На этих словах я быстрым шагом прохожу прямо сквозь голограмму, не давая своему отцу опомниться.
– Сынок, постой! – окликает меня отец. Но я не разворачиваюсь и уверенно иду вперед.
– Я лишь хочу…, – и снова я прохожу сквозь него. Тем временем, все вокруг неожиданно стало…даже не серым. Черным.
Ах да, со всеми этими событиями я совсем забыл закончить рассказ о новшествах. Третьим, и завершающим мазком Изумрудного города, стали дроны. Они тысячами парят в небе, окрашивая его в те тона, которые вы хотели бы видеть. Если вы радуетесь новому дню, то видите яркое солнце без малейшего намека на облачко. Если вас только что бросили, то романтичный дождь вам в помощь. Мечтаете о чем-то неизведанном? Не проблема – в следующию же секунды перед вами предстанет прекрасный фиолетово-оранжевый закат с тремя лунами разных размеров. А вот сейчас небо, под стать моему настроению, окрасилось в траур.
– Я знаю, тебе не легко…
– Но я же изви…
– Что еще ты хочешь услыша…
До меня долетают обрывки фраз, но я изо всех сил стараюсь не слушать. Я иду вперед, не зная, куда именно я иду. В надежде, что рано или поздно ему надоест. Что рано или поздно это прекратится.
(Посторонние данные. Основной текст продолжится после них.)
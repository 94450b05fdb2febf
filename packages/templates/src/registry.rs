//! # Template Registry
//!
//! Resolves templates by id. The registry is read-only once built: reloading
//! produces a fresh registry instead of mutating this one, so an
//! `Arc<TemplateRegistry>` can be shared across documents without locking.

use crate::builtin::{self, DEFAULT_TEMPLATE_ID};
use crate::errors::TemplateError;
use crate::kind::{BlockKind, DocumentType};
use crate::template::{Template, TemplateId};
use serde::{Deserialize, Serialize};
use std::collections::HashMap;
use std::path::Path;
use std::sync::Arc;
use tracing::{debug, info, warn};

/// Non-fatal problems found while resolving or validating templates
#[derive(Debug, Clone, PartialEq, Serialize, Deserialize)]
#[serde(tag = "type", rename_all = "snake_case")]
pub enum TemplateWarning {
    /// A kind of the template's document type has no style entry
    MissingStyle { template: TemplateId, kind: BlockKind },

    /// The requested template does not exist; the fallback is used instead
    UnknownTemplate {
        requested: TemplateId,
        fallback: TemplateId,
    },

    /// Margins leave no room for content
    DegenerateGeometry { template: TemplateId },
}

/// Check that a template styles every kind its document type can contain.
pub fn validate(template: &Template) -> Vec<TemplateWarning> {
    let mut warnings: Vec<TemplateWarning> = template
        .document_type
        .kinds()
        .into_iter()
        .filter(|kind| *kind != BlockKind::Root && !template.has_style(*kind))
        .map(|kind| TemplateWarning::MissingStyle {
            template: template.id.clone(),
            kind,
        })
        .collect();

    if template.page.content_height() <= 0.0 || template.page.content_width() <= 0.0 {
        warnings.push(TemplateWarning::DegenerateGeometry {
            template: template.id.clone(),
        });
    }

    warnings
}

/// Named template lookup
#[derive(Debug, Clone)]
pub struct TemplateRegistry {
    templates: HashMap<TemplateId, Arc<Template>>,
    fallback: Arc<Template>,
}

/// Template files may hold one template or a list of them
#[derive(Deserialize)]
#[serde(untagged)]
enum TemplateFile {
    One(Box<Template>),
    Many(Vec<Template>),
}

impl TemplateRegistry {
    /// Registry containing only the fallback template
    pub fn new() -> Self {
        let fallback = Arc::new(builtin::default_template());
        let mut templates = HashMap::new();
        templates.insert(fallback.id.clone(), fallback.clone());
        Self {
            templates,
            fallback,
        }
    }

    /// Registry with every built-in template
    pub fn with_builtins() -> Self {
        Self::new().extended(builtin::all())
    }

    /// A new registry with additional templates; later ids replace earlier ones.
    pub fn extended(&self, templates: impl IntoIterator<Item = Template>) -> Self {
        let mut next = self.clone();
        for template in templates {
            debug!(template = %template.id, "Registering template");
            if template.id.as_str() == DEFAULT_TEMPLATE_ID {
                next.fallback = Arc::new(template.clone());
            }
            next.templates.insert(template.id.clone(), Arc::new(template));
        }
        next
    }

    /// Full replace: built-ins plus the given templates, discarding this registry's contents.
    pub fn reload(&self, templates: impl IntoIterator<Item = Template>) -> Self {
        Self::with_builtins().extended(templates)
    }

    /// Parse templates from JSON (a single object or an array)
    pub fn parse_json(source: &str) -> Result<Vec<Template>, TemplateError> {
        let file: TemplateFile = serde_json::from_str(source)?;
        Ok(match file {
            TemplateFile::One(template) => vec![*template],
            TemplateFile::Many(templates) => templates,
        })
    }

    pub fn from_json_str(source: &str) -> Result<Self, TemplateError> {
        Ok(Self::with_builtins().extended(Self::parse_json(source)?))
    }

    /// Built-ins plus every `*.json` file in `dir`
    pub fn load_dir(dir: &Path) -> Result<Self, TemplateError> {
        let mut paths: Vec<_> = std::fs::read_dir(dir)?
            .filter_map(|entry| entry.ok().map(|e| e.path()))
            .filter(|path| path.extension().map(|e| e == "json").unwrap_or(false))
            .collect();
        // Deterministic override order
        paths.sort();

        let mut loaded = Vec::new();
        for path in &paths {
            let source = std::fs::read_to_string(path)?;
            loaded.extend(Self::parse_json(&source)?);
        }

        info!(dir = %dir.display(), templates = loaded.len(), "Loaded templates");
        Ok(Self::with_builtins().extended(loaded))
    }

    pub fn resolve(&self, id: &TemplateId) -> Result<Arc<Template>, TemplateError> {
        self.templates
            .get(id)
            .cloned()
            .ok_or_else(|| TemplateError::UnknownTemplate(id.clone()))
    }

    /// Resolve, falling back to the built-in default for unknown ids.
    pub fn resolve_or_default(&self, id: &TemplateId) -> (Arc<Template>, Option<TemplateWarning>) {
        match self.resolve(id) {
            Ok(template) => (template, None),
            Err(_) => {
                warn!(requested = %id, fallback = %self.fallback.id, "Unknown template, using fallback");
                (
                    self.fallback.clone(),
                    Some(TemplateWarning::UnknownTemplate {
                        requested: id.clone(),
                        fallback: self.fallback.id.clone(),
                    }),
                )
            }
        }
    }

    /// Built-in template for a document type, or the fallback
    pub fn for_document_type(&self, document_type: DocumentType) -> Arc<Template> {
        self.resolve_or_default(&TemplateId::new(document_type.builtin_template()))
            .0
    }

    pub fn validate(&self, template: &Template) -> Vec<TemplateWarning> {
        validate(template)
    }

    pub fn default_template(&self) -> Arc<Template> {
        self.fallback.clone()
    }

    /// Registered ids in sorted order
    pub fn ids(&self) -> Vec<TemplateId> {
        let mut ids: Vec<TemplateId> = self.templates.keys().cloned().collect();
        ids.sort();
        ids
    }

    pub fn len(&self) -> usize {
        self.templates.len()
    }

    pub fn is_empty(&self) -> bool {
        self.templates.is_empty()
    }
}

impl Default for TemplateRegistry {
    fn default() -> Self {
        Self::with_builtins()
    }
}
Но всего лишь одна фраза вынуждает меня остановиться. Потому что я не могу больше терпеть этого вранья.
– Я просто люблю тебя, сын! – прокричала очередная версия отца.
– НЕПРАВДА! – кричу я в ответ изо всех сил, что остались у меня. – Ты никогда меня не любил! НИКОГДА! СЛЫШИШЬ? И не смей говорить мне этого сейчас.
– Но я…
– НЕТ! Даже не пытайся! Все эти красивые слова, такие правильные, такие смазливые…ты всерьез считаешь, что этого достаточно? – сказал я, и незаметно для самого себя приблизился к голограмме отца.